I was left with nothing.
No answers. Only questions. And yet God faithfully met me in that place.
I would lay awake at night, processing with my wife Erica about these heavy issues. I had to slowly break down all the head knowledge I had acquired over the years and start to pray like a child again. I had to pray the simplest prayers that I could allow myself to believe. I had to learn to talk to God like a friend, and not like a dispenser of knowledge. I had to learn to journal, and to allow myself the room to not have the answers to big questions. I was no longer certain and confident about all of the answers to the big issues of prayer, but that uncertainty allowed a relationship to grow that had never been there before. Doubt led to trust. Trust led to conversation. Conversation rebuilt a prayer life.

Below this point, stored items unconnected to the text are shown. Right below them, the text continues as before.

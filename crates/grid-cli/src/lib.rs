//! grid CLI - Command-line interface for energy grid analytics
//!
//! This CLI gives operators a terminal front end to:
//! - Detect consumption spikes and IQR outliers in reading series
//! - Aggregate timestamped points (sum, average, moving average, daily totals)
//! - Convert energy units, tariff costs and efficiencies
//! - Estimate failure risk and next service dates
//! - Run a self-contained demo over sample data

use clap::{Parser, Subcommand};
use std::ffi::OsString;
use tracing_subscriber::{layer::SubscriberExt, util::SubscriberInitExt};

mod commands;
mod config;
mod error;
mod input;
mod output;

use commands::aggregate::AggregateArgs;
use commands::convert::ConvertCommands;
use commands::detect::{SourceArgs, SpikeArgs};
use commands::maintenance::MaintenanceCommands;
use commands::{aggregate, convert, demo, detect, maintenance};
pub use config::GridConfig;
pub use error::{CliError, CliResult};
pub use input::{daily_readings, readings_from_points};
pub use output::OutputFormat;

/// grid CLI application
#[derive(Parser, Debug)]
#[command(name = "grid")]
#[command(about = "Energy grid analytics - aggregation, anomaly detection and maintenance estimates", long_about = None)]
#[command(version)]
struct Cli {
    /// Configuration file path
    #[arg(short, long, env = "GRID_CONFIG", global = true)]
    config: Option<String>,

    /// Output format
    #[arg(short, long, value_enum, default_value_t = OutputFormat::Text, global = true)]
    output: OutputFormat,

    /// Enable verbose output
    #[arg(short, long, global = true)]
    verbose: bool,

    #[command(subcommand)]
    command: Commands,
}

/// Available commands
#[derive(Subcommand, Debug)]
enum Commands {
    /// Run the built-in walkthrough over sample data
    Demo,

    /// Flag readings that deviate from their trailing window
    Spikes {
        #[command(flatten)]
        source: SourceArgs,

        #[command(flatten)]
        params: SpikeArgs,
    },

    /// Flag readings outside the Tukey IQR fences
    Outliers {
        #[command(flatten)]
        source: SourceArgs,
    },

    /// Run spike and outlier detection together
    Analyze {
        #[command(flatten)]
        source: SourceArgs,

        #[command(flatten)]
        params: SpikeArgs,
    },

    /// Sum, average, moving average and daily totals of points
    Aggregate(AggregateArgs),

    /// Unit, cost and efficiency conversions
    Convert {
        #[command(subcommand)]
        command: ConvertCommands,
    },

    /// Failure risk and service scheduling
    #[command(alias = "maint")]
    Maintenance {
        #[command(subcommand)]
        command: MaintenanceCommands,
    },

    /// Show effective configuration
    Config,
}

/// Run using the current process arguments.
pub fn run() -> CliResult<()> {
    run_with_args(std::env::args_os())
}

/// Run using the provided argument iterator.
pub fn run_with_args<I, T>(args: I) -> CliResult<()>
where
    I: IntoIterator<Item = T>,
    T: Into<OsString> + Clone,
{
    let cli = Cli::parse_from(args);

    // Initialize tracing
    let filter = if cli.verbose { "debug" } else { "info" };
    tracing_subscriber::registry()
        .with(
            tracing_subscriber::EnvFilter::try_from_default_env().unwrap_or_else(|_| filter.into()),
        )
        .with(
            tracing_subscriber::fmt::layer()
                .without_time()
                .with_writer(std::io::stderr),
        )
        .init();

    // Load config
    let config = GridConfig::load(cli.config.as_deref())?;
    let format = cli.output;

    // Execute command
    match cli.command {
        Commands::Demo => demo::execute(format),
        Commands::Spikes { source, params } => detect::spikes(
            &source,
            config.detector_config(params.threshold, params.window),
            format,
        ),
        Commands::Outliers { source } => detect::outliers(&source, format),
        Commands::Analyze { source, params } => detect::analyze(
            &source,
            config.detector_config(params.threshold, params.window),
            format,
        ),
        Commands::Aggregate(args) => aggregate::execute(&args, format),
        Commands::Convert { command } => convert::execute(command, &config, format),
        Commands::Maintenance { command } => maintenance::execute(command, format),
        Commands::Config => match format {
            OutputFormat::Json => output::print_json(&config),
            OutputFormat::Text => {
                let effective = config.detector_config(None, None);
                println!(
                    "Config file: {}",
                    cli.config
                        .clone()
                        .or_else(|| GridConfig::default_config_path()
                            .map(|p| p.display().to_string()))
                        .unwrap_or_else(|| "(none)".into())
                );
                println!("Threshold: {}", effective.threshold);
                println!("Window size: {}", effective.window_size);
                println!("Tariff rate: {}", config.rate(None));
                println!("Tariff tier: {}", config.tier(None));
                print!("{}", toml::to_string_pretty(&config)?);
                Ok(())
            }
        },
    }
}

And so fast forward to June of 2019. I had a trip planned to Zion National Park. I had planned on this trip primarily being about me doing photography in national parks and trying to do some strategic business planning. I had the thought that I wanted to spend some time praying for people. I put out a call for people to send me prayer requests and I would pray for them while I was hiking.
What was a brief thought on a run became the most beautiful part about my trip. Getting to walk in nature and talk to God and lift up other people to a God who loves and cares and hears brought me to tears.

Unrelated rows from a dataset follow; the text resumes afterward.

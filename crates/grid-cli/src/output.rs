//! Output formatting

use crate::error::CliResult;
use clap::ValueEnum;
use grid_anomaly::Reading;
use serde::Serialize;
use tabled::{settings::Style, Table, Tabled};

/// Output format
#[derive(Debug, Clone, Copy, Default, PartialEq, Eq, ValueEnum)]
pub enum OutputFormat {
    /// Human-readable text and tables
    #[default]
    Text,
    /// Pretty-printed JSON
    Json,
}

/// Table row for reading display
#[derive(Debug, Serialize, Tabled)]
pub struct ReadingRow {
    /// Position in the input
    index: usize,
    /// Opaque timestamp key
    timestamp: i64,
    /// Consumption value
    consumption: String,
}

/// Rows for `flagged`, each annotated with its position in `readings`.
///
/// Positions are matched in order, so repeated identical readings resolve to
/// successive occurrences.
pub fn reading_rows(readings: &[Reading], flagged: &[Reading]) -> Vec<ReadingRow> {
    let mut cursor = 0;
    flagged
        .iter()
        .map(|f| {
            let rest = readings.get(cursor..).unwrap_or(&[]);
            let index = match rest.iter().position(|r| r == f) {
                Some(offset) => cursor + offset,
                None => {
                    debug_assert!(false, "flagged reading {f} not found in input");
                    cursor
                }
            };
            cursor = index + 1;
            ReadingRow {
                index,
                timestamp: f.timestamp,
                consumption: format_value(f.consumption),
            }
        })
        .collect()
}

/// Print rows as a table, or a placeholder when empty.
pub fn print_table<T: Tabled>(rows: Vec<T>) {
    if rows.is_empty() {
        println!("(none)");
        return;
    }
    let mut table = Table::new(rows);
    table.with(Style::rounded());
    println!("{table}");
}

/// Print a value as pretty JSON.
pub fn print_json<T: Serialize + ?Sized>(value: &T) -> CliResult<()> {
    println!("{}", serde_json::to_string_pretty(value)?);
    Ok(())
}

/// Compact decimal rendering that drops a trailing `.0`.
pub fn format_value(value: f64) -> String {
    if value.fract() == 0.0 && value.abs() < 1e15 {
        format!("{}", value as i64)
    } else {
        format!("{:.4}", value)
            .trim_end_matches('0')
            .trim_end_matches('.')
            .to_string()
    }
}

Because a year ago, I wasn’t really sure if God loved, or cared, or heard. And I had this incredible realization that the way that I was connecting with God in this national park had felt like an impossible, foreign reality for me a year ago.
God has faithfully loved me through my doubt, and cared for me as I wandered, and heard as I asked the hard questions of faith. The God who created the mountains I was walking through created me, and he hears me every step of the way as I walk with him.
I come out of the other side of this struggle not as some perfect sinless prayer warrior who will never have a doubt again. Not even close. More, I come out as someone willing to walk hand in hand with doubt as one walks with a friend. Because doubt tore down the empty faith I had and God rebuilt a new one.
I pray it won’t be the last time that happens.